Premièrement après que tous les villages d’alentour de celui où sera le prisonnier auront été avertis du jour de l’exécution, hommes, femmes et enfants y étant arrivés de toutes parts, ce sera à danser, boire et caoüiner toute la matinée. Même celui qui n’ignore pas que telle assemblée se faisant à son occasion, il doit être dans peu d’heures assommé, emplumassé qu’il sera, tant s’en faut qu’il en soit contristé, qu’au contraire, sautant et buvant il sera des plus joyeux. Or cependant après qu’avec les autres il aura ainsi riblé et chanté six ou sept heures durant : deux ou trois des plus estimés de la troupe l’empoignant, et par le milieu du corps le liant avec des cordes de coton, ou autres faites de l’écorce d’un arbre qu’ils appellent Yvire, laquelle est semblable à celle du Til de par deçà [par deçà = en Europe], sans qu’il fasse aucune résistance, combien qu’on lui laisse les deux bras à délivre, il sera ainsi quelque peu de temps promené en trophée parmi le village. Mais pensez-vous que encore pour cela (ainsi que feraient les criminels par-deçà) il en baisse la tête ? Rien moins : car au contraire, avec une audace et assurance incroyable, se vantant de ses prouesses passées, il dira à ceux qui le tiennent lié : j’ai moi-même, vaillant que je suis, premièrement ainsi lié et garrotté vos parents : puis s’exaltant toujours de plus en plus, avec la contenance de même, se tournant d’un côté et d’autre, il dira à l’un : j’ai mangé de ton père, à l’autre : j’ai assommé et boucané [= rôti au feu] tes frères : bref ajoutera-t-il : j’ai en général tant mangé d’hommes et de femmes, voire des enfants de vous autres Toüoupinambaoults, lesquels j’ai pris en guerre, que je n’en saurais dire le nombre : et au reste, ne doutez pas que pour venger ma mort, les Margajas de la nation dont je suis, n’en mangent encore ci-après autant qu’ils en pourront attraper. » (p.354-356)

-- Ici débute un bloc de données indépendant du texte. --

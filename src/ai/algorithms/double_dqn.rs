use std::path::Path;

use burn::grad_clipping::GradientClippingConfig;
use burn::module::AutodiffModule;
use burn::optim::adaptor::OptimizerAdaptor;
use burn::optim::{Adam, AdamConfig, GradientsParams, Optimizer};
use burn::prelude::*;
use burn::tensor::TensorData;
use tracing::debug;

use crate::ai::backend::{default_device, InferBackend, TrainBackend};
use crate::ai::networks::{argmax, QNetwork, QNetworkConfig};
use crate::ai::state_encoding::{state_to_tensor, states_to_tensor, StateVector};
use crate::error::CheckpointError;
use crate::game::NUM_ACTIONS;
use crate::training::replay_buffer::Transition;

/// Double-DQN hyperparameters.
#[derive(Debug, Clone, serde::Serialize, serde::Deserialize)]
#[serde(default)]
pub struct DoubleDqnConfig {
    pub learning_rate: f64,
    pub gamma: f32,
    /// Gradient steps between hard copies of the online network into the target.
    pub target_update_freq: usize,
    pub max_grad_norm: f32,
}

impl Default for DoubleDqnConfig {
    fn default() -> Self {
        DoubleDqnConfig {
            learning_rate: 0.001,
            gamma: 0.9,
            target_update_freq: 100,
            max_grad_norm: 1.0,
        }
    }
}

/// Metrics returned from a single gradient step.
#[derive(Debug, Clone, Copy, Default, PartialEq)]
pub struct UpdateMetrics {
    pub loss: f32,
    /// True if this step copied the online weights into the target network.
    pub target_synced: bool,
}

/// Online + target Q-networks with an Adam optimizer.
///
/// The online network selects the next action and the target network
/// evaluates it, which damps the overestimation of plain DQN.
pub struct DoubleDqnTrainer {
    online: QNetwork<TrainBackend>,
    target: QNetwork<InferBackend>,
    optimizer: OptimizerAdaptor<Adam, QNetwork<TrainBackend>, TrainBackend>,
    network_config: QNetworkConfig,
    config: DoubleDqnConfig,
    device: <TrainBackend as Backend>::Device,
    step_count: usize,
}

impl DoubleDqnTrainer {
    pub fn new(network_config: QNetworkConfig, config: DoubleDqnConfig) -> Self {
        let device = default_device();
        let online: QNetwork<TrainBackend> = network_config.init(&device);
        let target = online.valid();
        let optimizer = Self::build_optimizer(&config);

        DoubleDqnTrainer {
            online,
            target,
            optimizer,
            network_config,
            config,
            device,
            step_count: 0,
        }
    }

    fn build_optimizer(
        config: &DoubleDqnConfig,
    ) -> OptimizerAdaptor<Adam, QNetwork<TrainBackend>, TrainBackend> {
        AdamConfig::new()
            .with_grad_clipping(Some(GradientClippingConfig::Norm(config.max_grad_norm)))
            .init()
    }

    /// One gradient step on `batch`. A single transition is a batch of one.
    ///
    /// # Panics
    ///
    /// Panics if `batch` is empty.
    pub fn train_step(&mut self, batch: &[Transition]) -> UpdateMetrics {
        assert!(!batch.is_empty(), "train_step called with an empty batch");
        let batch_size = batch.len();

        let states: Vec<StateVector> = batch.iter().map(|t| t.state).collect();
        let next_states: Vec<StateVector> = batch.iter().map(|t| t.next_state).collect();

        // Q(s, .) on the online network: [B, 3]
        let pred = self
            .online
            .forward(states_to_tensor::<TrainBackend>(&states, &self.device));
        let pred_data = tensor_to_vec(pred.clone().inner());

        // Next-state values without gradients
        let next_input = states_to_tensor::<InferBackend>(&next_states, &self.device);
        let next_online = tensor_to_vec(self.online.valid().forward(next_input.clone()));
        let next_target = tensor_to_vec(self.target.forward(next_input));

        let targets = td_targets(
            batch,
            &pred_data,
            &next_online,
            &next_target,
            self.config.gamma,
        );
        let targets = Tensor::<TrainBackend, 2>::from_data(
            TensorData::new(targets, [batch_size, NUM_ACTIONS]),
            &self.device,
        );

        // MSE loss
        let diff = pred - targets;
        let loss = (diff.clone() * diff).mean();
        let loss_val = tensor_to_vec(loss.clone().inner())
            .first()
            .copied()
            .unwrap_or_default();

        let grads = loss.backward();
        let grads = GradientsParams::from_grads(grads, &self.online);
        self.online = self
            .optimizer
            .step(self.config.learning_rate, self.online.clone(), grads);

        self.step_count += 1;
        let target_synced = self.step_count % self.config.target_update_freq.max(1) == 0;
        if target_synced {
            self.sync_target();
            debug!(step = self.step_count, "target network synced");
        }

        UpdateMetrics {
            loss: loss_val,
            target_synced,
        }
    }

    /// Copy the online weights into the target network.
    pub fn sync_target(&mut self) {
        self.target = self.online.valid();
    }

    /// Online Q-values for one state, without dropout.
    pub fn q_values(&self, state: &StateVector) -> Vec<f32> {
        let input = state_to_tensor::<InferBackend>(state, &self.device);
        tensor_to_vec(self.online.valid().forward(input))
    }

    /// Target-network Q-values for one state.
    pub fn target_q_values(&self, state: &StateVector) -> Vec<f32> {
        let input = state_to_tensor::<InferBackend>(state, &self.device);
        tensor_to_vec(self.target.forward(input))
    }

    pub fn save_weights(&self, path: &Path) -> Result<(), CheckpointError> {
        self.online.valid().save_weights(path)
    }

    /// Load online weights from `path` and copy them into the target.
    pub fn load_weights(&mut self, path: &Path) -> Result<(), CheckpointError> {
        let online = self
            .network_config
            .init::<TrainBackend>(&self.device)
            .load_weights(path, &self.device)?;
        self.online = online;
        self.optimizer = Self::build_optimizer(&self.config);
        self.sync_target();
        Ok(())
    }

    pub fn step_count(&self) -> usize {
        self.step_count
    }

    pub fn config(&self) -> &DoubleDqnConfig {
        &self.config
    }
}

/// Double-DQN regression targets for a batch, flattened as [B * 3].
///
/// Starts from the current predictions so only the taken action contributes
/// to the loss. Terminal transitions regress to the bare reward.
pub fn td_targets(
    batch: &[Transition],
    predicted: &[f32],
    next_online: &[f32],
    next_target: &[f32],
    gamma: f32,
) -> Vec<f32> {
    let mut targets = predicted.to_vec();
    for (i, t) in batch.iter().enumerate() {
        let row = i * NUM_ACTIONS;
        let value = if t.done {
            t.reward
        } else {
            let best = argmax(&next_online[row..row + NUM_ACTIONS]);
            t.reward + gamma * next_target[row + best]
        };
        targets[row + t.action.index()] = value;
    }
    targets
}

fn tensor_to_vec<B: Backend, const D: usize>(tensor: Tensor<B, D>) -> Vec<f32> {
    tensor.into_data().iter::<f32>().collect()
}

(...) Or sitôt que le prisonnier aura été ainsi assommé, s'il avait une femme (comme j'ai dit qu'on en donne à quelques-uns), elle se mettant auprès du corps fera quelque petit deuil : je dis nommément petit deuil, car suivant vraiment ce que fait le Crocodile : à savoir qu'ayant tué un homme il pleure auprès avant que de le manger, aussi après que cette femme aura fait ses tels quels regrets et jeté quelques feintes larmes sur son mari mort, si elle peut ce sera la première qui en mangera. Cela fait les autres femmes, et principalement les vieilles (lesquelles plus convoiteuses de manger de la chair humaine que les jeunes sollicitent incessamment tous ceux qui ont des prisonniers de les faire vitement dépêcher [= exécuter]) se présentant avec de l'eau chaude chaude qu'elles ont toute prête, frottent et échaudent de telle façon le corps mort ayant levé la première peau, elles le font aussi blanc que les cuisiniers par deçà sauraient faire un cochon de lait prêt à rôtir.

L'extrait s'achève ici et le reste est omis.